Aim of the task:
Repeat exactly, please, the opening lines of the data below, through and including the line where "let block_index = self.blocks.len()" sits.

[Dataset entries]
impl ProgramLayout {
    /// Adds a block and its members, fixing up member block indices.
    pub fn push_block(
        &mut self,
        name: impl Into<String>,
        group: u32,
        binding: u32,
        data_size: u32,
        members: Vec<UniformLayout>,
    ) -> u32 {
        let block_index = self.blocks.len() as u32;
        let mut indices = Vec::with_capacity(members.len());
        for mut member in members {
            member.block_index = block_index as i32;
            indices.push(self.uniforms.len() as u32);
            self.uniforms.push(member);
        }
        self.blocks.push(BlockLayout {
            name: name.into(),
            group,
            binding,
            data_size,
            members: indices,
            referenced_by: 0,
        });
        block_index
    }

    /// Marks every resource as referenced by `stage`.
    pub fn mark_stage(&mut self, stage: ShaderStage) {
        let bit = stage.bit();
        self.uniforms.iter_mut().for_each(|u| u.referenced_by |= bit);
        self.blocks.iter_mut().for_each(|b| b.referenced_by |= bit);
        self.inputs.iter_mut().for_each(|v| v.referenced_by |= bit);
        self.outputs.iter_mut().for_each(|v| v.referenced_by |= bit);
    }

    /// Combines per-stage layouts into the layout of one linked program.
    ///
    /// Blocks and uniforms declared by several stages are merged by name and
    /// their stage masks combined. Inputs come from the first stage, outputs
    /// from the last. Every non-opaque uniform gets a location equal to its
    /// index, which is how backends without a default uniform block address
    /// block members through `set_uniform`.
    pub fn link(stages: &[(ShaderStage, &ProgramLayout)]) -> Result<ProgramLayout, String> {
        let mut linked = ProgramLayout::default();
        let mut block_lookup: BTreeMap<String, usize> = BTreeMap::new();
        let mut uniform_lookup: BTreeMap<String, usize> = BTreeMap::new();

        for (stage, layout) in stages {
            let bit = stage.bit();
            let mut remap = Vec::with_capacity(layout.blocks.len());
            for block in &layout.blocks {
                let index = match block_lookup.get(&block.name) {
                    Some(&existing) => {
                        let merged = &mut linked.blocks[existing];
                        if merged.data_size != block.data_size || merged.binding != block.binding {
                            return Err(format!(
                                "uniform block '{}' is declared differently by the {stage} stage",
                                block.name
                            ));
                        }
                        merged.referenced_by |= bit;
                        existing
                    }
                    None => {
                        linked.blocks.push(BlockLayout {
                            members: Vec::new(),
                            referenced_by: bit,
                            ..block.clone()
                        });
                        block_lookup.insert(block.name.clone(), linked.blocks.len() - 1);
                        linked.blocks.len() - 1
                    }
                };
                remap.push(index);
            }

            for uniform in &layout.uniforms {
                if let Some(&existing) = uniform_lookup.get(&uniform.name) {
                    let merged = &mut linked.uniforms[existing];
                    if merged.ty != uniform.ty {
                        return Err(format!(
                            "uniform '{}' has conflicting types {} and {}",
                            uniform.name,
                            merged.ty.glsl_name(),
                            uniform.ty.glsl_name()
                        ));
                    }
                    merged.referenced_by |= bit;
                    continue;
                }
                let mut merged = uniform.clone();
                merged.referenced_by = bit;
                if uniform.block_index >= 0 {
                    let block = remap[uniform.block_index as usize];
                    merged.block_index = block as i32;
                    linked.blocks[block]
                        .members
                        .push(linked.uniforms.len() as u32);
                }
                uniform_lookup.insert(uniform.name.clone(), linked.uniforms.len());
                linked.uniforms.push(merged);
            }

            linked.subroutine_uniforms[stage.index()] =
                layout.subroutine_uniforms[stage.index()].clone();
            linked.subroutines[stage.index()] = layout.subroutines[stage.index()].clone();
        }

        if let Some((stage, first)) = stages.first() {
            linked.inputs = first.inputs.clone();
            linked
                .inputs
                .iter_mut()
                .for_each(|v| v.referenced_by = stage.bit());
        }
        if let Some((stage, last)) = stages.last() {
            linked.outputs = last.outputs.clone();
            linked
                .outputs
                .iter_mut()
                .for_each(|v| v.referenced_by = stage.bit());
        }

        for (index, uniform) in linked.uniforms.iter_mut().enumerate() {
            if !uniform.ty.is_opaque() {
                uniform.location = index as i32;
            }
        }
        Ok(linked)
    }

    pub fn count(&self, interface: Interface) -> u32 {
        let count = match interface {
            Interface::Uniform => self.uniforms.len(),
            Interface::UniformBlock => self.blocks.len(),
            Interface::ProgramInput => self.inputs.len(),
            Interface::ProgramOutput => self.outputs.len(),
            Interface::SubroutineUniform(stage) => self.subroutine_uniforms[stage.index()].len(),
            Interface::Subroutine(stage) => self.subroutines[stage.index()].len(),
        };
        count as u32
    }

    pub fn name(&self, interface: Interface, index: u32) -> Option<&str> {
        let index = index as usize;
        match interface {
            Interface::Uniform => self.uniforms.get(index).map(|u| u.name.as_str()),
            Interface::UniformBlock => self.blocks.get(index).map(|b| b.name.as_str()),
            Interface::ProgramInput => self.inputs.get(index).map(|v| v.name.as_str()),
            Interface::ProgramOutput => self.outputs.get(index).map(|v| v.name.as_str()),
            Interface::SubroutineUniform(stage) => self.subroutine_uniforms[stage.index()]
                .get(index)
                .map(|s| s.name.as_str()),
            Interface::Subroutine(stage) => {
                self.subroutines[stage.index()].get(index).map(String::as_str)
            }
        }
    }

    pub fn active_variables(&self, interface: Interface, index: u32) -> Vec<u32> {
        let index = index as usize;
        match interface {
            Interface::UniformBlock => self
                .blocks
                .get(index)
                .map(|b| b.members.clone())
                .unwrap_or_default(),
            Interface::SubroutineUniform(stage) => self.subroutine_uniforms[stage.index()]
                .get(index)
                .map(|s| s.compatible.clone())
                .unwrap_or_default(),
            _ => Vec::new(),
        }
    }

    /// Answers one property of one resource; `-1` when it does not apply.
    pub fn property(&self, interface: Interface, index: u32, property: Property) -> i32 {
        let index = index as usize;
        let referenced = |mask: u8, stage: ShaderStage| i32::from(mask & stage.bit() != 0);
        match interface {
            Interface::Uniform => {
                let Some(u) = self.uniforms.get(index) else {
                    return -1;
                };
                match property {
                    Property::Type => u.ty.code(),
                    Property::ArraySize => u.array_size as i32,
                    Property::Offset => u.offset,
                    Property::BlockIndex => u.block_index,
                    Property::ArrayStride => u.array_stride,
                    Property::MatrixStride => u.matrix_stride,
                    Property::IsRowMajor => i32::from(u.row_major),
                    Property::Location => u.location,
                    Property::BufferBinding => u.binding.map_or(-1, |(_, b)| b as i32),
                    Property::ReferencedBy(stage) => referenced(u.referenced_by, stage),
                    _ => -1,
                }
            }
            Interface::UniformBlock => {
                let Some(b) = self.blocks.get(index) else {
                    return -1;
                };
                match property {
                    Property::BufferBinding => b.binding as i32,
                    Property::BufferDataSize => b.data_size as i32,
                    Property::NumActiveVariables => b.members.len() as i32,
                    Property::ReferencedBy(stage) => referenced(b.referenced_by, stage),
                    _ => -1,
                }
            }
            Interface::ProgramInput | Interface::ProgramOutput => {
                let list = if interface == Interface::ProgramInput {
                    &self.inputs
                } else {
                    &self.outputs
                };
                let Some(v) = list.get(index) else {
                    return -1;
                };
                match property {
                    Property::Type => v.ty.code(),
                    Property::ArraySize => v.array_size as i32,
                    Property::Location => v.location,
                    Property::ReferencedBy(stage) => referenced(v.referenced_by, stage),
                    _ => -1,
                }
            }
            Interface::SubroutineUniform(stage) => {
                let Some(s) = self.subroutine_uniforms[stage.index()].get(index) else {
                    return -1;
                };
                match property {
                    Property::ArraySize => s.array_size as i32,
                    Property::Location => s.location,
                    Property::NumCompatibleSubroutines => s.compatible.len() as i32,
                    Property::ReferencedBy(other) => i32::from(other == stage),
                    _ => -1,
                }
            }
            Interface::Subroutine(stage) => match property {
                Property::ReferencedBy(other)
                    if index < self.subroutines[stage.index()].len() =>
                {
                    i32::from(other == stage)
                }
                _ => -1,
            },
        }
    }

    pub fn uniform_at_location(&self, location: i32) -> Option<&UniformLayout> {
        self.uniforms.iter().find(|u| u.location == location && location >= 0)
    }

    pub fn input_location(&self, name: &str) -> Option<i32> {
        self.inputs.iter().find(|v| v.name == name).map(|v| v.location)
    }
}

Response to this exercise:
impl ProgramLayout {
    /// Adds a block and its members, fixing up member block indices.
    pub fn push_block(
        &mut self,
        name: impl Into<String>,
        group: u32,
        binding: u32,
        data_size: u32,
        members: Vec<UniformLayout>,
    ) -> u32 {
        let block_index = self.blocks.len() as u32;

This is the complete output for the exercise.